I’m browsing an old Rough Guide to London left on our bookshelves by someone I can’t remember who passed through London and our flat. There is something pleasurable about reading guidebooks when not travelling, and reading one about your home is like surreptitiously listening in on a conversation about yourself. There is also something neat about the way cities are packaged in these books, and I think that a city’s denizens are influenced by the picture they portray as well as visitors – not only do they describe our notable ‘sights’ but they also inform us on how to make our city attractive to visitors – and, since ‘we are all tourists’* now, attractive to ourselves.

So, when the Rough Guide repeats the ‘city of villages’ theme about London, it not only does so because it is a way to explain the infrastructure of the city (which is does, though not very well) and to provide a useful narrative in which to place a disparate set of sights (which I suppose it does), but it also feeds back into what London perceives about itself and does with itself (takes care of the Tube and markets different areas, like Camden, distinctly – which you might think is obvious but which was a strategy which alluded London’s planners for a long time). I’m not suggesting that Rough Guide, Lonely Planet and so on dictate city planning, but with their huge market of tourists they are certainly participants in a dialogue about how cities work and are developed.

South Bank Graffiti - James Nash (aka Cirrus)

Cities these days are developed and planned by ‘partnerships’ of developers, local authorities, residents and business groups, architects, and other interest groups. There are no longer, if there ever really were, city fathers who commission municipal works on a grand scale. Instead there is a Byzantine network of – brace yourself for this term – stakeholders who seek consensus about how an area should work. Since none of these stakeholders has an overriding veto on decisions (well local authorities and the Government actually do, but it is practised within the constraints of the partnership model), consensus tends to come together around concepts which have been seen to work before: a technocratic approach prevails.

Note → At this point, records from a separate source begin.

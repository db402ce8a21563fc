use crate::config::ScanConfig;
use crate::decoder::{DecodeOutcome, FrameDecoder};
use crate::error::ScanError;
use crate::position::PositionStore;
use crate::serial::ByteSource;
use crate::stop::StopSignal;
use crossbeam_channel::Sender;
use log::{debug, error, trace};
use tfluna_scan_data::{MeasurementFrame, ScanRecord};

/// Acceptance rule for sensor readings.
#[derive(Clone, Copy, Debug, PartialEq, Eq)]
pub struct SignalFilter {
    pub strength_threshold: u16,
    pub distance_ceiling_cm: u16,
    pub require_checksum: bool,
}

impl SignalFilter {
    pub fn from_config(config: &ScanConfig) -> Self {
        SignalFilter {
            strength_threshold: config.strength_threshold,
            distance_ceiling_cm: config.distance_ceiling_cm,
            require_checksum: config.require_checksum,
        }
    }

    /// Weak returns and out-of-range distances are sensor noise.
    pub fn accepts(&self, frame: &MeasurementFrame) -> bool {
        frame.signal_strength > self.strength_threshold
            && frame.distance_cm < self.distance_ceiling_cm
            && (frame.checksum_correct || !self.require_checksum)
    }
}

/// Counters of a finished sampler run.
#[derive(Clone, Debug, Default, PartialEq, Eq)]
pub struct SamplerReport {
    pub frames_decoded: u64,
    pub windows_discarded: u64,
    pub frames_rejected: u64,
    pub records_emitted: u64,
}

/// Pairs every accepted frame with the servo position and emits a [`ScanRecord`].
pub struct ScanSampler<S: ByteSource> {
    decoder: FrameDecoder<S>,
    filter: SignalFilter,
    store: PositionStore,
    stop: StopSignal,
    records_tx: Sender<ScanRecord>,
}

impl<S: ByteSource> ScanSampler<S> {
    pub fn new(
        config: &ScanConfig,
        source: S,
        store: PositionStore,
        stop: StopSignal,
        records_tx: Sender<ScanRecord>,
    ) -> Self {
        ScanSampler {
            decoder: FrameDecoder::new(source, config.resync, config.poll_interval()),
            filter: SignalFilter::from_config(config),
            store,
            stop,
            records_tx,
        }
    }

    /// Sample until the stop signal is raised.
    ///
    /// A closed byte stream or a dropped record receiver ends the run with an
    /// error and raises the stop signal so the sweep winds down too.
    pub fn run(&mut self) -> Result<SamplerReport, ScanError> {
        let mut report = SamplerReport::default();
        match self.sample(&mut report) {
            Ok(()) => {
                debug!("Sampler stopped: {:?}", report);
                Ok(report)
            }
            Err(e) => {
                error!("Sampler aborted: {e}");
                self.stop.raise();
                Err(e)
            }
        }
    }

    fn sample(&mut self, report: &mut SamplerReport) -> Result<(), ScanError> {
        loop {
            let frame = match self.decoder.next_frame(&self.stop)? {
                DecodeOutcome::Frame(frame) => frame,
                DecodeOutcome::Discarded => {
                    report.windows_discarded += 1;
                    continue;
                }
                DecodeOutcome::Stopped => return Ok(()),
            };
            // Taken after the frame was fully read, never older than the reading.
            let position = self.store.snapshot();
            report.frames_decoded += 1;

            if !self.filter.accepts(&frame) {
                trace!("Rejected {:?}", frame);
                report.frames_rejected += 1;
                continue;
            }

            let record = ScanRecord::new(position, frame.distance_cm);
            self.records_tx
                .send(record)
                .map_err(|_| ScanError::SinkClosed)?;
            report.records_emitted += 1;
        }
    }

    pub fn into_source(self) -> S {
        self.decoder.into_source()
    }
}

Consequently urban planning fashions can be seen across many cities across the globe. A newly regenerated urban centre these days is likely to require a modern art gallery (not necessarily filled with art, but more importantly a building which can be described as ‘iconic’), outdoor cafes (from Athens to Oslo) and a pedestrian-friendly layout. Nothing wrong with any of these things particularly, but a lot of European historic city centres are beginning to look very similar (even down to tolerated graffiti), and that’s before we mention international retail branding. I think that the guidebook depictions of these cities are the end-product of these partnership decisions in some ways.

Looking at the end of the Rough Guide to London which is form 1997 there is a rather interesting expression of hope for the city, laid out in terms of planning, development and building:

…the Royal Opera House is undergoing a major refurbishment, as is the British Museum, and there’s to be a new Tate Gallery on the South Bank, which is itself due to be radically redesigned. And to top it all, a god-forsaken slice of Greenwich has been chosen as the centre of the country’s Millennium Celebrations. The other good news is that if, as looks likely, the Tories fall from power, London seems at least set to regain a properly elected governing body. It has to be hoped that it is given the power to reverse the last two decades’ decline.

That dates it quite neatly and is a piece of text to contemplate in the light of the very different backdrop to the current General Election.